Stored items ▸

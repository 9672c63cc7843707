// -- Lint policy ---------------------------------------------------------
// This is the single source of truth for crate-wide lints.

// Broad lint groups
#![deny(clippy::all)]
#![deny(clippy::pedantic)]
#![deny(clippy::nursery)]
// Documentation
#![deny(missing_docs)]
#![deny(rustdoc::broken_intra_doc_links)]
#![deny(rustdoc::private_intra_doc_links)]
#![deny(rustdoc::bare_urls)]
// No panicking in library code
#![deny(clippy::unwrap_used)]
#![deny(clippy::expect_used)]
#![deny(clippy::panic)]
#![deny(clippy::todo)]
#![deny(clippy::unimplemented)]
// No debug/print artifacts
#![deny(clippy::dbg_macro)]
#![deny(clippy::print_stdout)]
#![deny(clippy::print_stderr)]
// Import hygiene
#![deny(clippy::wildcard_imports)]

//! Offline GPU visualization of depth-sensor frames, built on OpenGL.
//!
//! Depthviz turns a stream of single-channel 16-bit depth frames into two
//! synchronized raster outputs per frame: a Phong-lit color render and a
//! surface-normal visualization. Each frame is rendered offscreen by a
//! screen-covering quad whose fragment stage reconstructs 3-D geometry per
//! pixel from the depth texture, then read back to the CPU.
//!
//! # Key entry points
//!
//! - [`visualizer::DepthVisualizer`] - the offscreen renderer
//! - [`camera::CameraIntrinsics`] - pinhole camera description and
//!   projection math
//! - [`options::Options`] - lighting/material configuration with the
//!   documented defaults
//! - [`batch`] - config-driven frame-range orchestration
//!
//! # Context ownership
//!
//! This crate never creates a GL context. The host supplies a current
//! [`glow::Context`] (hidden window, pbuffer, or surfaceless EGL) and must
//! keep it current on the calling thread for every call, including
//! `destroy`. `glow::Context` is neither `Send` nor `Sync`, which pins the
//! whole subsystem to its owning thread.

pub mod batch;
pub mod camera;
pub mod error;
pub mod gpu;
pub mod options;
pub mod visualizer;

What you need to do ▸
From the line containing "supplies a current" to the last line above, repeat every line exactly and nothing else.

Solution for this problem ▸
//! This crate never creates a GL context. The host supplies a current
//! [`glow::Context`] (hidden window, pbuffer, or surfaceless EGL) and must
//! keep it current on the calling thread for every call, including
//! `destroy`. `glow::Context` is neither `Send` nor `Sync`, which pins the
//! whole subsystem to its owning thread.

pub mod batch;
pub mod camera;
pub mod error;
pub mod gpu;
pub mod options;
pub mod visualizer;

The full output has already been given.